Image Via Bloomberg.com
Recently I mentioned I was “Still Swallowing” the NYC’s rules and Big Gulp ban. However, reading more studies on the current health of our Nation - I’m sure this will come as a real shocker to you - we are in a rather poor state, no pun intended. Our culture’s obesity epidemic is about as apparent as our fiscal deficit. I have to say Mayor Bloomberg made a wise choice, because the facts of our Nations health are a little hard to swallow. Though other states will likely follow suit with NYC’s new laws, America may need to look beyond our bright-eyed, red, white and blue ways to bring real change the health of this culture.
Recently CNN posted a blog “We’re Still Too Fat To Fight.” Most of us probably didn’t even consider that we already were “too fat to fight.” But it turns out Americans ages 17-24, nearly 26 million young people, are too fat to fight. While CNN reports that average children are consuming “130 empty calories a day from candies, cookies and chips” ( though I can just about guarentee it’s a few more “empty calories” than that) you could say we are currently a bit of a mess - but I’m not trying to blame anyone in particular (hence I have no political slant here.) We can’t ignore the obvious facts, that may at times seem so religiously rehearsed in the news that we’ve become mute to it, that we are deeply in debt to the future of America’s health. I don’t mean to sound so extreme but how does it feel to know that 27% of young potential recruits are clinically obese. As CNN so lightly states, our high rate of obesity isn’t only a health crisis, but a crisis of national security as well.
Rates of obesity are escalating so quickly that it’s predicted by 2020 more than 40% of the US will be obese. That’s nearly half of America. Already 60% of Americans are both overweight and obese. And what are we doing to try to change that? Plenty. Maybe too much. We are spending 160 billion dollars a year on obesity in America. Could there be any correlation to why we’re in debt? Of course we continue to dig for answers, trying new diet after diet or somehow finding ways to remain content unhealthy - also adding to costs, extra food, transportation, health care, medications… the list goes on.

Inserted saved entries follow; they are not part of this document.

use blog_manager::storage::models::{Condition, Fields, Order, Row};
use blog_manager::storage::{
    Database, DatabaseError, MetadataStore, BLOG_CONTENT, BLOG_DRAFT, COL_CATEGORY, COL_ID,
    COL_PUBLISHED_AT, COL_TITLE,
};

fn test_db() -> (tempfile::TempDir, Database) {
    let dir = tempfile::tempdir().unwrap();
    let db = Database::open(dir.path().join("data")).unwrap();
    (dir, db)
}

async fn insert_post(db: &Database, id: &str, title: &str, published_at: &str) {
    db.insert(
        BLOG_CONTENT,
        &[COL_ID, COL_TITLE, COL_CATEGORY, COL_PUBLISHED_AT],
        &[
            Some(id.to_string()),
            Some(title.to_string()),
            Some("rust,notes".to_string()),
            Some(published_at.to_string()),
        ],
    )
    .await
    .unwrap();
}

#[test]
fn test_put_and_get_row() {
    let (_dir, db) = test_db();
    let row: Row = [
        (COL_ID, Some("draft-1".to_string())),
        (COL_TITLE, None),
    ]
    .into_iter()
    .collect();

    db.put_row(BLOG_DRAFT, &row).unwrap();

    let retrieved = db.get_row(BLOG_DRAFT, "draft-1").unwrap().expect("row should exist");
    assert_eq!(retrieved.id(), Some("draft-1"));
    assert_eq!(retrieved.get(COL_TITLE), None);
    assert_eq!(retrieved.columns().collect::<Vec<_>>(), vec![COL_ID, COL_TITLE]);
}

#[test]
fn test_get_row_not_found() {
    let (_dir, db) = test_db();
    assert!(db.get_row(BLOG_DRAFT, "nonexistent").unwrap().is_none());
}

#[test]
fn test_put_row_requires_id() {
    let (_dir, db) = test_db();
    let row: Row = [(COL_TITLE, Some("no id".to_string()))].into_iter().collect();

    let err = db.put_row(BLOG_DRAFT, &row).unwrap_err();
    assert!(matches!(err, DatabaseError::MissingPrimaryKey(_)));
}

#[tokio::test]
async fn test_insert_and_query_by_id() {
    let (_dir, db) = test_db();
    insert_post(&db, "a", "First", "1000").await;
    insert_post(&db, "b", "Second", "2000").await;

    let rows = db
        .query(BLOG_CONTENT, Fields::All, Some(&Condition::id("b")), None)
        .await
        .unwrap();
    assert_eq!(rows.len(), 1);
    assert_eq!(rows[0].get(COL_TITLE), Some("Second"));
    assert_eq!(rows[0].get(COL_CATEGORY), Some("rust,notes"));
}

#[tokio::test]
async fn test_insert_same_id_overwrites() {
    let (_dir, db) = test_db();
    insert_post(&db, "a", "First", "1000").await;
    insert_post(&db, "a", "Replaced", "1000").await;

    let rows = db.query(BLOG_CONTENT, Fields::All, None, None).await.unwrap();
    assert_eq!(rows.len(), 1);
    assert_eq!(rows[0].get(COL_TITLE), Some("Replaced"));
}

#[tokio::test]
async fn test_query_projection_and_order() {
    let (_dir, db) = test_db();
    insert_post(&db, "late", "Late", "3000").await;
    insert_post(&db, "early", "Early", "1000").await;
    insert_post(&db, "middle", "Middle", "2000").await;

    let fields = [COL_ID, COL_PUBLISHED_AT];
    let rows = db
        .query(
            BLOG_CONTENT,
            Fields::Only(&fields),
            None,
            Some(&Order::asc(COL_PUBLISHED_AT)),
        )
        .await
        .unwrap();
    let ids: Vec<_> = rows.iter().filter_map(|r| r.id()).collect();
    assert_eq!(ids, vec!["early", "middle", "late"]);
    assert_eq!(rows[0].get(COL_TITLE), None);
    assert_eq!(rows[0].columns().count(), 2);

    let rows = db
        .query(
            BLOG_CONTENT,
            Fields::All,
            None,
            Some(&Order::desc(COL_PUBLISHED_AT)),
        )
        .await
        .unwrap();
    assert_eq!(rows[0].id(), Some("late"));
}

#[tokio::test]
async fn test_order_compares_integers_numerically() {
    let (_dir, db) = test_db();
    insert_post(&db, "wide", "Wide", "1000").await;
    insert_post(&db, "narrow", "Narrow", "999").await;
    insert_post(&db, "widest", "Widest", "10000").await;

    let rows = db
        .query(
            BLOG_CONTENT,
            Fields::All,
            None,
            Some(&Order::asc(COL_PUBLISHED_AT)),
        )
        .await
        .unwrap();
    let ids: Vec<_> = rows.iter().filter_map(|r| r.id()).collect();
    assert_eq!(ids, vec!["narrow", "wide", "widest"]);
}

#[tokio::test]
async fn test_query_by_non_key_column() {
    let (_dir, db) = test_db();
    insert_post(&db, "a", "Same", "1000").await;
    insert_post(&db, "b", "Same", "2000").await;
    insert_post(&db, "c", "Other", "3000").await;

    let rows = db
        .query(
            BLOG_CONTENT,
            Fields::All,
            Some(&Condition::eq(COL_TITLE, "Same")),
            None,
        )
        .await
        .unwrap();
    assert_eq!(rows.len(), 2);
}

#[tokio::test]
async fn test_update_matching_rows() {
    let (_dir, db) = test_db();
    insert_post(&db, "a", "Old", "1000").await;
    insert_post(&db, "b", "Untouched", "2000").await;

    db.update(
        BLOG_CONTENT,
        &[COL_TITLE, COL_CATEGORY],
        &[Some("New".to_string()), Some("life".to_string())],
        &Condition::id("a"),
    )
    .await
    .unwrap();

    let a = db.get_row(BLOG_CONTENT, "a").unwrap().unwrap();
    assert_eq!(a.get(COL_TITLE), Some("New"));
    assert_eq!(a.get(COL_CATEGORY), Some("life"));
    assert_eq!(a.get(COL_PUBLISHED_AT), Some("1000"));

    let b = db.get_row(BLOG_CONTENT, "b").unwrap().unwrap();
    assert_eq!(b.get(COL_TITLE), Some("Untouched"));
}

#[tokio::test]
async fn test_update_missing_row_is_noop() {
    let (_dir, db) = test_db();

    db.update(
        BLOG_DRAFT,
        &[COL_TITLE],
        &[Some("x".to_string())],
        &Condition::id("ghost"),
    )
    .await
    .unwrap();

    assert!(db.get_row(BLOG_DRAFT, "ghost").unwrap().is_none());
}

#[test]
fn test_update_rows_rejects_id_assignment() {
    let (_dir, db) = test_db();
    let row: Row = [(COL_ID, Some("a".to_string()))].into_iter().collect();
    db.put_row(BLOG_DRAFT, &row).unwrap();

    let err = db
        .update_rows(
            BLOG_DRAFT,
            &[(COL_ID, Some("b".to_string()))],
            &Condition::id("a"),
        )
        .unwrap_err();
    assert!(matches!(err, DatabaseError::ImmutableKey(_)));
}

#[tokio::test]
async fn test_delete_rows() {
    let (_dir, db) = test_db();
    insert_post(&db, "a", "A", "1000").await;
    insert_post(&db, "b", "B", "2000").await;

    db.delete(BLOG_CONTENT, &Condition::id("a")).await.unwrap();
    // Deleting again is not an error
    db.delete(BLOG_CONTENT, &Condition::id("a")).await.unwrap();

    let rows = db.query(BLOG_CONTENT, Fields::All, None, None).await.unwrap();
    assert_eq!(rows.len(), 1);
    assert_eq!(rows[0].id(), Some("b"));
}

#[tokio::test]
async fn test_unknown_table_rejected() {
    let (_dir, db) = test_db();

    let err = db
        .query("blog_comments", Fields::All, None, None)
        .await
        .unwrap_err();
    assert!(matches!(err, DatabaseError::UnknownTable(_)));
}

#[tokio::test]
async fn test_field_value_arity_mismatch() {
    let (_dir, db) = test_db();

    let err = db
        .insert(BLOG_DRAFT, &[COL_ID, COL_TITLE], &[Some("a".to_string())])
        .await
        .unwrap_err();
    assert!(matches!(
        err,
        DatabaseError::FieldMismatch {
            fields: 2,
            values: 1
        }
    ));
}

#[tokio::test]
async fn test_rows_survive_reopen() {
    let dir = tempfile::tempdir().unwrap();
    {
        let db = Database::open(dir.path().join("data")).unwrap();
        insert_post(&db, "kept", "Kept", "1000").await;
    }

    let db = Database::open(dir.path().join("data")).unwrap();
    let row = db.get_row(BLOG_CONTENT, "kept").unwrap().unwrap();
    assert_eq!(row.get(COL_TITLE), Some("Kept"));
}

It seems in America we take pride in conquering all our own issues, on fixing all our problems, expect of course, where our debt is concerned. (Money is always the exception to the rule it seems.) Could it be we don’t have the answer for this one? It may be time to begin looking to other countries for potential answers, guidance or even coaching, if you will, for possible resolutions to this increasing issue. Or our issues, rather.

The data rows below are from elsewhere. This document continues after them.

#[cfg(target_arch = "wasm32")]
mod wasm_game {
    use std::cell::RefCell;
    use std::rc::Rc;

    use glam::Vec2;
    use wasm_bindgen::prelude::*;
    use web_sys::{CanvasRenderingContext2d, Document, HtmlCanvasElement, PointerEvent};

    use hex_fit::EngineConfig;
    use hex_fit::consts::TIMER_TICK_SECS;
    use hex_fit::renderer::{Frame, build_frame, css_rgba};
    use hex_fit::sim::{GameState, HostCallbacks, PointerTracker, ReleaseOutcome, tick};

    /// Game instance holding all state
    struct Game {
        state: GameState,
        config: EngineConfig,
        ctx: CanvasRenderingContext2d,
        canvas: HtmlCanvasElement,
        dpr: f64,
        hud: DomHud,
        /// Pointer that owns the current drag
        pointers: PointerTracker,
    }

    /// Reacts to engine events by updating the DOM
    struct DomHud {
        document: Document,
    }

    impl DomHud {
        fn set_text(&self, selector: &str, text: &str) {
            if let Some(el) = self.document.query_selector(selector).ok().flatten() {
                el.set_text_content(Some(text));
            }
        }

        fn set_class(&self, id: &str, class: &str) {
            if let Some(el) = self.document.get_element_by_id(id) {
                let _ = el.set_attribute("class", class);
            }
        }
    }

    impl HostCallbacks for DomHud {
        fn on_score(&mut self, points: u32) {
            self.set_text("#hud-gain", &format!("+{points}"));
            self.set_class("hud-gain", "pop");
        }

        fn on_game_over(&mut self) {
            self.set_class("game-over", "");
        }

        fn on_rejected(&mut self) {
            self.set_class("hud-board", "shake");
        }

        fn on_level_up(&mut self, level: u32) {
            self.set_text("#level-banner .hud-value", &level.to_string());
            self.set_class("level-banner", "pop");
        }
    }

    impl Game {
        /// Match the backing store to the CSS size and relayout the engine
        fn fit_canvas(&mut self) {
            let window = web_sys::window().expect("no window");
            self.dpr = window.device_pixel_ratio();
            let w = self.canvas.client_width().max(1);
            let h = self.canvas.client_height().max(1);
            self.canvas.set_width((w as f64 * self.dpr) as u32);
            self.canvas.set_height((h as f64 * self.dpr) as u32);
            self.state.resize(w as f32, h as f32);
        }

        fn restart(&mut self, seed: u64) {
            let (w, h) = (self.state.layout().width, self.state.layout().height);
            self.state = GameState::new(self.config.clone(), seed, w, h);
            self.pointers = PointerTracker::new();
            self.hud.set_class("game-over", "hidden");
            log::info!("Game restarted with seed: {}", seed);
        }

        /// Forward queued engine events and refresh the HUD text
        fn flush_events(&mut self) {
            self.state.dispatch_events(&mut self.hud);
            self.update_hud();
        }

        fn update_hud(&self) {
            let level = self.state.level();
            self.hud.set_text("#hud-level .hud-value", &level.level.to_string());
            self.hud.set_text(
                "#hud-score .hud-value",
                &format!("{} / {}", level.level_score, self.state.level_target()),
            );
            self.hud.set_text("#hud-total .hud-value", &self.state.total_score().to_string());
            if let Some(bar) = self.hud.document.get_element_by_id("hud-progress") {
                let progress = level.progress(self.state.rules());
                let _ = bar.set_attribute("style", &format!("width: {:.1}%", progress * 100.0));
            }
            self.hud.set_text(
                "#hud-time .hud-value",
                &format!("{}", level.time_remaining.ceil() as u32),
            );
            if let Some(el) = self.hud.document.get_element_by_id("hud") {
                match serde_json::to_string(&self.state.snapshot()) {
                    Ok(json) => {
                        let _ = el.set_attribute("data-snapshot", &json);
                    }
                    Err(e) => log::warn!("Snapshot failed: {}", e),
                }
            }
        }

        fn render(&self) {
            paint(&self.ctx, &build_frame(&self.state), self.dpr);
        }

        /// Pointer position in CSS pixels relative to the canvas
        fn pointer_pos(&self, event: &PointerEvent) -> Vec2 {
            let rect = self.canvas.get_bounding_client_rect();
            Vec2::new(
                event.client_x() as f32 - rect.left() as f32,
                event.client_y() as f32 - rect.top() as f32,
            )
        }
    }

    fn paint(ctx: &CanvasRenderingContext2d, frame: &Frame, dpr: f64) {
        let _ = ctx.set_transform(dpr, 0.0, 0.0, dpr, 0.0, 0.0);
        ctx.set_fill_style_str(&css_rgba(frame.background));
        ctx.fill_rect(0.0, 0.0, frame.width as f64, frame.height as f64);

        ctx.set_line_width(1.5);
        for hexagon in &frame.hexagons {
            ctx.begin_path();
            let [first, rest @ ..] = &hexagon.corners;
            ctx.move_to(first.x as f64, first.y as f64);
            for corner in rest {
                ctx.line_to(corner.x as f64, corner.y as f64);
            }
            ctx.close_path();
            ctx.set_fill_style_str(&css_rgba(hexagon.fill));
            ctx.fill();
            if let Some(stroke) = hexagon.stroke {
                ctx.set_stroke_style_str(&css_rgba(stroke));
                ctx.stroke();
            }
        }

        if let Some(overlay) = frame.overlay {
            ctx.set_fill_style_str(&css_rgba(overlay));
            ctx.fill_rect(0.0, 0.0, frame.width as f64, frame.height as f64);
        }
    }

    /// Optional `<script id="engine-config" type="application/json">` block
    fn load_config(document: &Document) -> EngineConfig {
        let Some(text) = document
            .get_element_by_id("engine-config")
            .and_then(|el| el.text_content())
        else {
            return EngineConfig::default();
        };
        match EngineConfig::from_json(&text) {
            Ok(config) => config,
            Err(e) => {
                log::error!("Ignoring engine config: {}", e);
                EngineConfig::default()
            }
        }
    }

    pub fn run() {
        console_error_panic_hook::set_once();
        console_log::init_with_level(log::Level::Info).expect("Failed to init logger");

        log::info!("Hex Fit starting...");

        let window = web_sys::window().expect("no window");
        let document = window.document().expect("no document");

        if let Some(loading) = document.get_element_by_id("loading") {
            let _ = loading.set_attribute("class", "hidden");
        }

        let canvas: HtmlCanvasElement = document
            .get_element_by_id("canvas")
            .expect("no canvas")
            .dyn_into()
            .expect("not a canvas");
        let ctx: CanvasRenderingContext2d = canvas
            .get_context("2d")
            .ok()
            .flatten()
            .expect("no 2d context")
            .dyn_into()
            .expect("not a 2d context");

        let config = load_config(&document);
        let seed = js_sys::Date::now() as u64;
        let state = GameState::new(
            config.clone(),
            seed,
            canvas.client_width().max(1) as f32,
            canvas.client_height().max(1) as f32,
        );
        let game = Rc::new(RefCell::new(Game {
            state,
            config,
            ctx,
            canvas: canvas.clone(),
            dpr: 1.0,
            hud: DomHud {
                document: document.clone(),
            },
            pointers: PointerTracker::new(),
        }));
        game.borrow_mut().fit_canvas();
        game.borrow().update_hud();

        log::info!("Game initialized with seed: {}", seed);

        setup_input_handlers(&canvas, game.clone());
        setup_restart_button(game.clone());
        setup_auto_pause(game.clone());
        setup_resize(game.clone());
        start_clock(game.clone());

        request_animation_frame(game);

        log::info!("Hex Fit running!");
    }

    fn setup_input_handlers(canvas: &HtmlCanvasElement, game: Rc<RefCell<Game>>) {
        // Pointer down - pick up a tray piece
        {
            let game = game.clone();
            let canvas_clone = canvas.clone();
            let closure = Closure::<dyn FnMut(_)>::new(move |event: PointerEvent| {
                let mut g = game.borrow_mut();
                // Returning from a blur or hidden tab resumes the game
                if !g.state.is_active() {
                    g.state.set_active(true);
                }
                let pos = g.pointer_pos(&event);
                let Game { state, pointers, .. } = &mut *g;
                if pointers.pointer_down(state, event.pointer_id(), pos).is_some() {
                    event.prevent_default();
                    let _ = canvas_clone.set_pointer_capture(event.pointer_id());
                }
            });
            let _ = canvas
                .add_event_listener_with_callback("pointerdown", closure.as_ref().unchecked_ref());
            closure.forget();
        }

        // Pointer move - follow the finger
        {
            let game = game.clone();
            let closure = Closure::<dyn FnMut(_)>::new(move |event: PointerEvent| {
                let mut g = game.borrow_mut();
                let pos = g.pointer_pos(&event);
                let Game { state, pointers, .. } = &mut *g;
                pointers.pointer_move(state, event.pointer_id(), pos);
            });
            let _ = canvas
                .add_event_listener_with_callback("pointermove", closure.as_ref().unchecked_ref());
            closure.forget();
        }

        // Pointer up - drop
        {
            let game = game.clone();
            let closure = Closure::<dyn FnMut(_)>::new(move |event: PointerEvent| {
                let mut g = game.borrow_mut();
                let pos = g.pointer_pos(&event);
                let Game { state, pointers, .. } = &mut *g;
                let outcome = pointers.pointer_up(state, event.pointer_id(), pos);
                if let ReleaseOutcome::Placed(report) = outcome {
                    log::debug!(
                        "Placed piece {} at ({}, {}) for {} pts",
                        report.piece_id,
                        report.anchor.q,
                        report.anchor.r,
                        report.total_points()
                    );
                }
                g.flush_events();
            });
            let _ = canvas
                .add_event_listener_with_callback("pointerup", closure.as_ref().unchecked_ref());
            closure.forget();
        }

        // Pointer cancel - the browser took the gesture away
        {
            let closure = Closure::<dyn FnMut(_)>::new(move |event: PointerEvent| {
                let mut g = game.borrow_mut();
                let Game { state, pointers, .. } = &mut *g;
                pointers.pointer_cancel(state, event.pointer_id());
            });
            let _ = canvas
                .add_event_listener_with_callback("pointercancel", closure.as_ref().unchecked_ref());
            closure.forget();
        }
    }

    /// One-second level clock
    fn start_clock(game: Rc<RefCell<Game>>) {
        let window = web_sys::window().expect("no window");
        let closure = Closure::<dyn FnMut()>::new(move || {
            let mut g = game.borrow_mut();
            tick(&mut g.state, TIMER_TICK_SECS);
            g.flush_events();
        });
        let _ = window.set_interval_with_callback_and_timeout_and_arguments_0(
            closure.as_ref().unchecked_ref(),
            (TIMER_TICK_SECS * 1000.0) as i32,
        );
        closure.forget();
    }

    fn request_animation_frame(game: Rc<RefCell<Game>>) {
        let window = web_sys::window().expect("no window");
        let closure = Closure::once(move |_time: f64| {
            game.borrow().render();
            request_animation_frame(game);
        });
        let _ = window.request_animation_frame(closure.as_ref().unchecked_ref());
        closure.forget();
    }

    fn setup_restart_button(game: Rc<RefCell<Game>>) {
        let window = web_sys::window().expect("no window");
        let document = window.document().expect("no document");

        if let Some(btn) = document.get_element_by_id("restart-btn") {
            let closure = Closure::<dyn FnMut(_)>::new(move |_event: web_sys::MouseEvent| {
                let seed = js_sys::Date::now() as u64;
                let mut g = game.borrow_mut();
                g.restart(seed);
                g.flush_events();
            });
            let _ = btn.add_event_listener_with_callback("click", closure.as_ref().unchecked_ref());
            closure.forget();
        }
    }

    fn setup_resize(game: Rc<RefCell<Game>>) {
        let window = web_sys::window().expect("no window");
        let closure = Closure::<dyn FnMut(_)>::new(move |_event: web_sys::Event| {
            game.borrow_mut().fit_canvas();
        });
        let _ = window.add_event_listener_with_callback("resize", closure.as_ref().unchecked_ref());
        closure.forget();
    }

    fn setup_auto_pause(game: Rc<RefCell<Game>>) {
        let window = web_sys::window().expect("no window");
        let document = window.document().expect("no document");

        // Visibility change (tab switch, minimize)
        {
            let game = game.clone();
            let document_clone = document.clone();
            let closure = Closure::<dyn FnMut(_)>::new(move |_event: web_sys::Event| {
                let visible = document_clone.visibility_state() == web_sys::VisibilityState::Visible;
                let mut g = game.borrow_mut();
                if visible != g.state.is_active() {
                    g.state.set_active(visible);
                    log::info!("{} (visibility)", if visible { "Resumed" } else { "Paused" });
                }
            });
            let _ = document.add_event_listener_with_callback(
                "visibilitychange",
                closure.as_ref().unchecked_ref(),
            );
            closure.forget();
        }

        // Window blur (click outside)
        {
            let closure = Closure::<dyn FnMut(_)>::new(move |_event: web_sys::FocusEvent| {
                let mut g = game.borrow_mut();
                if g.state.is_active() {
                    g.state.set_active(false);
                    log::info!("Paused (window blur)");
                }
            });
            let _ = window.add_event_listener_with_callback("blur", closure.as_ref().unchecked_ref());
            closure.forget();
        }
    }
}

I say “our” because as a United Nation we’ve catered to our lazy habits, our toxic preferences and our culture of convenience - which in turn may be creating a culture of incompetence. Excuse me for sounding harsh, but the present facts and inevitable future isn’t really a warm and fuzzy comfort to behold. America is still a baby and as we are surrounded by countries who have a much better grasp on this thing called “personal well-being”, it may be to our best interest to kill a little American pride and try to emulate several neighboring countries who have a much better handle on their health. Because whatever we’re doing now doesn’t seem to be working.